• **Problem to solve**
Using the string "common" as the key, pull each matching line out of the records below.

........

/// Join `root` and `rest` into one slash-separated path and clean it: empty
/// and `.` elements are dropped, `..` removes the previous element, and the
/// result never ends in a slash unless it is the root itself.
pub fn join_path(root: &str, rest: &str) -> String {
    let absolute = root.starts_with('/') || (root.is_empty() && rest.starts_with('/'));
    let mut parts: Vec<&str> = Vec::new();

    for part in root.split('/').chain(rest.split('/')) {
        match part {
            "" | "." => {}
            ".." => {
                if parts.pop().is_none() && !absolute {
                    parts.push("..");
                }
            }
            _ => parts.push(part),
        }
    }

    let joined = parts.join("/");
    if absolute {
        format!("/{}", joined)
    } else if joined.is_empty() {
        ".".to_string()
    } else {
        joined
    }
}

/// Truncates a string to max_chars characters, appending "..." if truncated.
/// Safe for UTF-8 multi-byte characters.
pub fn truncate_str(s: &str, max_chars: usize) -> String {
    if s.chars().count() <= max_chars {
        s.to_string()
    } else {
        let truncate_at = max_chars.saturating_sub(3);
        let byte_index = s
            .char_indices()
            .nth(truncate_at)
            .map(|(i, _)| i)
            .unwrap_or(s.len());
        format!("{}...", &s[..byte_index])
    }
}
mod error;
mod handle;
mod id;
mod info;
mod traits;

pub mod filesystem;

pub use error::StorageError;
pub use handle::BlobStoreHandle;
pub use id::BlobId;
pub use info::{BlobInfo, BlobMetadata, NewBlob, display_name};
pub use traits::{BlobStore, BoxReader};
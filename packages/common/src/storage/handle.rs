use std::sync::{Arc, OnceLock};

use super::error::StorageError;
use super::traits::BlobStore;

/// Application-scoped slot for the blob store.
///
/// The handle is created empty at startup and opened once the backing store is
/// ready. Clones share the same slot.
#[derive(Clone, Default)]
pub struct BlobStoreHandle {
    inner: Arc<OnceLock<Arc<dyn BlobStore>>>,
}

impl BlobStoreHandle {
    pub fn new() -> Self {
        Self::default()
    }

    /// Create a handle that is already open.
    pub fn opened(store: Arc<dyn BlobStore>) -> Self {
        let handle = Self::new();
        handle.open(store);
        handle
    }

    /// Install the store. Returns `false` if the handle was already open, in
    /// which case the existing store is kept.
    pub fn open(&self, store: Arc<dyn BlobStore>) -> bool {
        self.inner.set(store).is_ok()
    }

    pub fn is_open(&self) -> bool {
        self.inner.get().is_some()
    }

    /// The opened store, or [`StorageError::Unavailable`] before [`open`](Self::open).
    pub fn get(&self) -> Result<Arc<dyn BlobStore>, StorageError> {
        self.inner.get().cloned().ok_or(StorageError::Unavailable)
    }
}
use common::DocumentField;
use sea_orm::Set;
use sea_orm::entity::prelude::*;
use serde::{Deserialize, Serialize};

/// A student's application record.
///
/// Document columns hold blob identifiers only; the blob store owns the
/// content. They carry no foreign key because the filesystem backend keeps
/// blob info outside the database.
#[sea_orm::model]
#[derive(Clone, Debug, PartialEq, Eq, DeriveEntityModel, Serialize, Deserialize)]
#[sea_orm(table_name = "student")]
pub struct Model {
    /// UUIDv7 primary key.
    #[sea_orm(primary_key, auto_increment = false)]
    pub id: Uuid,

    /// Set once at creation, never updated.
    #[sea_orm(unique)]
    pub application_number: String,

    pub full_name: Option<String>,
    pub email: Option<String>,
    pub phone: Option<String>,
    pub date_of_birth: Option<String>,
    pub gender: Option<String>,
    pub category: Option<String>,
    pub father_name: Option<String>,
    pub mother_name: Option<String>,
    pub address: Option<String>,
    pub course: Option<String>,

    /// Submitted keys outside the known set, as a JSON object.
    #[sea_orm(column_type = "JsonBinary")]
    pub extra: serde_json::Value,

    pub registration_form: Option<Uuid>,
    pub admit_card: Option<Uuid>,
    pub category_certificate: Option<Uuid>,
    pub marksheet_10: Option<Uuid>,
    pub marksheet_12: Option<Uuid>,
    pub diploma_certificate: Option<Uuid>,
    pub payment_receipt: Option<Uuid>,
    pub candidate_signature: Option<Uuid>,
    pub parent_signature: Option<Uuid>,
    pub passport_photo: Option<Uuid>,

    pub created_at: DateTimeUtc,
    pub updated_at: DateTimeUtc,
}

impl Model {
    /// The blob linked to `field`, if any.
    pub fn document(&self, field: DocumentField) -> Option<Uuid> {
        match field {
            DocumentField::RegistrationForm => self.registration_form,
            DocumentField::AdmitCard => self.admit_card,
            DocumentField::CategoryCertificate => self.category_certificate,
            DocumentField::Marksheet10 => self.marksheet_10,
            DocumentField::Marksheet12 => self.marksheet_12,
            DocumentField::DiplomaCertificate => self.diploma_certificate,
            DocumentField::PaymentReceipt => self.payment_receipt,
            DocumentField::CandidateSignature => self.candidate_signature,
            DocumentField::ParentSignature => self.parent_signature,
            DocumentField::PassportPhoto => self.passport_photo,
        }
    }
}

impl ActiveModel {
    /// Link `field` to a blob. Only this column becomes part of the update.
    pub fn set_document(&mut self, field: DocumentField, blob: Uuid) {
        let value = Set(Some(blob));
        match field {
            DocumentField::RegistrationForm => self.registration_form = value,
            DocumentField::AdmitCard => self.admit_card = value,
            DocumentField::CategoryCertificate => self.category_certificate = value,
            DocumentField::Marksheet10 => self.marksheet_10 = value,
            DocumentField::Marksheet12 => self.marksheet_12 = value,
            DocumentField::DiplomaCertificate => self.diploma_certificate = value,
            DocumentField::PaymentReceipt => self.payment_receipt = value,
            DocumentField::CandidateSignature => self.candidate_signature = value,
            DocumentField::ParentSignature => self.parent_signature = value,
            DocumentField::PassportPhoto => self.passport_photo = value,
        }
    }
}

impl ActiveModelBehavior for ActiveModel {}
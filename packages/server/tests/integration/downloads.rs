use crate::common::{TestApp, routes};

mod download_by_name {
    use super::*;

    #[tokio::test]
    async fn unknown_file_is_not_found() {
        let app = TestApp::spawn().await;
        app.create_student("A100").await;

        let res = app.get(&routes::download("A100", "A100-missing.pdf")).await;

        assert_eq!(res.status, 404);
        assert_eq!(res.code(), "NOT_FOUND");
    }

    #[tokio::test]
    async fn other_students_files_are_not_served() {
        let app = TestApp::spawn().await;
        app.create_student("A100").await;
        app.create_student("B200").await;
        app.upload(
            &routes::upload("A100"),
            vec![("passportPhoto", "photo.jpg", b"mine".to_vec())],
        )
        .await;

        let res = app.get(&routes::download("B200", "A100-photo.jpg")).await;
        assert_eq!(res.status, 404);
    }

    #[tokio::test]
    async fn response_has_disposition_and_etag() {
        let app = TestApp::spawn().await;
        app.create_student("A100").await;
        let upload = app
            .upload(
                &routes::upload("A100"),
                vec![("marksheet_12", "twelfth.pdf", b"%PDF-12".to_vec())],
            )
            .await;
        let sha256 = upload.body["files"][0]["sha256"].as_str().unwrap().to_string();

        let download = app.download(&routes::download("A100", "A100-twelfth.pdf")).await;

        assert_eq!(download.status, 200);
        assert_eq!(download.header("content-type"), "application/pdf");
        assert!(
            download
                .header("content-disposition")
                .contains("filename=\"A100-twelfth.pdf\"")
        );
        assert_eq!(download.header("etag"), format!("\"{sha256}\""));
    }

    #[tokio::test]
    async fn matching_etag_returns_not_modified() {
        let app = TestApp::spawn().await;
        app.create_student("A100").await;
        app.upload(
            &routes::upload("A100"),
            vec![("admitCard", "admit.pdf", b"%PDF".to_vec())],
        )
        .await;
        let first = app.download(&routes::download("A100", "A100-admit.pdf")).await;

        let res = app
            .client
            .get(app.url(&routes::download("A100", "A100-admit.pdf")))
            .header("If-None-Match", first.header("etag"))
            .send()
            .await
            .unwrap();

        assert_eq!(res.status().as_u16(), 304);
    }
}

mod field_documents {
    use super::*;

    #[tokio::test]
    async fn downloads_linked_document() {
        let app = TestApp::spawn().await;
        app.create_student("A100").await;
        app.upload(
            &routes::upload("A100"),
            vec![("categoryCertificate", "cert.pdf", b"certificate".to_vec())],
        )
        .await;

        let download = app
            .download(&routes::document("A100", "categoryCertificate"))
            .await;

        assert_eq!(download.status, 200);
        assert_eq!(download.bytes, b"certificate");
    }

    #[tokio::test]
    async fn unlinked_field_is_not_found() {
        let app = TestApp::spawn().await;
        app.create_student("A100").await;

        let res = app.get(&routes::document("A100", "admitCard")).await;

        assert_eq!(res.status, 404);
        assert_eq!(res.code(), "NOT_FOUND");
    }

    #[tokio::test]
    async fn unknown_field_is_rejected() {
        let app = TestApp::spawn().await;
        app.create_student("A100").await;

        let res = app.get(&routes::document("A100", "resume")).await;

        assert_eq!(res.status, 400);
        assert_eq!(res.code(), "UNKNOWN_FIELD_TAG");
    }

    #[tokio::test]
    async fn unknown_student_is_not_found() {
        let app = TestApp::spawn().await;

        let res = app.get(&routes::document("GHOST", "admitCard")).await;

        assert_eq!(res.status, 404);
        assert_eq!(res.code(), "RECORD_NOT_FOUND");
    }

    #[tokio::test]
    async fn listing_marks_linked_documents() {
        let app = TestApp::spawn().await;
        app.create_student("A100").await;
        app.upload(
            &routes::upload("A100"),
            vec![("passportPhoto", "old.jpg", b"old".to_vec())],
        )
        .await;
        app.upload(
            &routes::upload("A100"),
            vec![
                ("passportPhoto", "new.jpg", b"new".to_vec()),
                ("files", "extra.txt", b"extra".to_vec()),
            ],
        )
        .await;

        let res = app.get(&routes::documents("A100")).await;

        assert_eq!(res.status, 200, "{}", res.text);
        let docs = res.body["documents"].as_array().unwrap();
        let summary: Vec<(&str, bool)> = docs
            .iter()
            .map(|d| {
                (
                    d["filename"].as_str().unwrap(),
                    d["linked"].as_bool().unwrap(),
                )
            })
            .collect();
        assert_eq!(
            summary,
            vec![
                ("A100-old.jpg", false),
                ("A100-new.jpg", true),
                ("A100-extra.txt", false),
            ]
        );
        assert_eq!(
            docs[1]["downloadUrl"],
            format!("/students/A100/files/{}", docs[1]["id"].as_str().unwrap())
        );
    }

    #[tokio::test]
    async fn superseded_document_url_serves_its_own_content() {
        let app = TestApp::spawn().await;
        app.create_student("A100").await;
        for content in [b"first".to_vec(), b"second".to_vec()] {
            let res = app
                .upload(
                    &routes::upload("A100"),
                    vec![("passportPhoto", "photo.jpg", content)],
                )
                .await;
            assert_eq!(res.status, 201, "{}", res.text);
        }

        let res = app.get(&routes::documents("A100")).await;
        let docs = res.body["documents"].as_array().unwrap();
        assert_eq!(docs.len(), 2);
        assert_eq!(docs[0]["linked"], false);

        let old = app.download(docs[0]["downloadUrl"].as_str().unwrap()).await;
        assert_eq!(old.status, 200);
        assert_eq!(old.bytes, b"first");
        let current = app.download(docs[1]["downloadUrl"].as_str().unwrap()).await;
        assert_eq!(current.bytes, b"second");

        // By name, the newest upload still wins.
        let by_name = app.download(&routes::download("A100", "photo.jpg")).await;
        assert_eq!(by_name.bytes, b"second");
    }

    #[tokio::test]
    async fn blob_url_is_scoped_to_its_student() {
        let app = TestApp::spawn().await;
        app.create_student("A100").await;
        let res = app
            .upload(
                &routes::upload("A100"),
                vec![("admitCard", "admit.pdf", b"pdf".to_vec())],
            )
            .await;
        let id = res.body["files"][0]["id"].as_str().unwrap().to_string();

        let res = app.get(&format!("/students/B200/files/{id}")).await;
        assert_eq!(res.status, 404);
        assert_eq!(res.code(), "NOT_FOUND");

        let res = app.get("/students/A100/files/not-an-id").await;
        assert_eq!(res.status, 400);
    }

    #[tokio::test]
    async fn listing_requires_student() {
        let app = TestApp::spawn().await;

        let res = app.get(&routes::documents("GHOST")).await;

        assert_eq!(res.status, 404);
        assert_eq!(res.code(), "RECORD_NOT_FOUND");
    }
}

mod store_unavailable {
    use super::*;

    #[tokio::test]
    async fn downloads_wait_for_blob_store() {
        let app = TestApp::spawn_without_blob_store().await;
        app.create_student("A100").await;

        let res = app.get(&routes::download("A100", "A100-photo.jpg")).await;

        assert_eq!(res.status, 503);
        assert_eq!(res.code(), "STORE_UNAVAILABLE");
    }
}
pub mod database;

use std::sync::Arc;

use common::storage::filesystem::FilesystemBlobStore;
use common::storage::{BlobStore, StorageError};
use sea_orm::DatabaseConnection;
use tracing::info;

use crate::config::{StorageAppConfig, StorageBackend};
use database::DatabaseBlobStore;

/// Build the configured blob store on top of a live database connection.
pub async fn open_blob_store(
    config: &StorageAppConfig,
    db: &DatabaseConnection,
) -> Result<Arc<dyn BlobStore>, StorageError> {
    let store: Arc<dyn BlobStore> = match config.backend {
        StorageBackend::Database => Arc::new(DatabaseBlobStore::new(
            db.clone(),
            config.chunk_size,
            config.max_blob_size,
        )),
        StorageBackend::Filesystem => Arc::new(
            FilesystemBlobStore::new(config.path.clone(), config.max_blob_size).await?,
        ),
    };
    info!(backend = ?config.backend, "Blob store opened");
    Ok(store)
}
use common::DocumentField;
use sea_orm::entity::prelude::*;
use serde::{Deserialize, Serialize};

/// File descriptor of the database blob store (one row per blob).
#[sea_orm::model]
#[derive(Clone, Debug, PartialEq, Eq, DeriveEntityModel, Serialize, Deserialize)]
#[sea_orm(table_name = "stored_file")]
pub struct Model {
    /// UUIDv7 primary key, handed out as the blob reference.
    #[sea_orm(primary_key, auto_increment = false)]
    pub id: Uuid,

    /// Display name, `{applicationNumber}-{originalFilename}`. Not unique.
    pub filename: String,

    /// Content length in bytes.
    pub length: i64,

    /// Size of every chunk except possibly the last.
    pub chunk_size: i32,

    pub upload_date: DateTimeUtc,

    /// MIME content type.
    pub content_type: Option<String>,

    /// Hex SHA-256 of the content.
    pub sha256: String,

    pub application_number: String,

    pub field_tag: Option<DocumentField>,

    #[sea_orm(has_many)]
    pub chunks: HasMany<super::file_chunk::Entity>,
}

impl ActiveModelBehavior for ActiveModel {}
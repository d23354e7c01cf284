use common::storage::BlobStoreHandle;
use sea_orm::DatabaseConnection;

use crate::config::AppConfig;

#[derive(Clone)]
pub struct AppState {
    pub db: DatabaseConnection,
    /// Opened after the listener is bound; requests that need it fail with
    /// `STORE_UNAVAILABLE` until then.
    pub blob_store: BlobStoreHandle,
    pub config: AppConfig,
}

........

• **Solution below**
filename packages/common/src/storage/handle.rs
use common::DocumentField;
use crate::common::{TestApp, routes};
use common::storage::filesystem::FilesystemBlobStore;
use common::storage::{BlobStore, StorageError};
use common::DocumentField;
use common::storage::BlobStoreHandle;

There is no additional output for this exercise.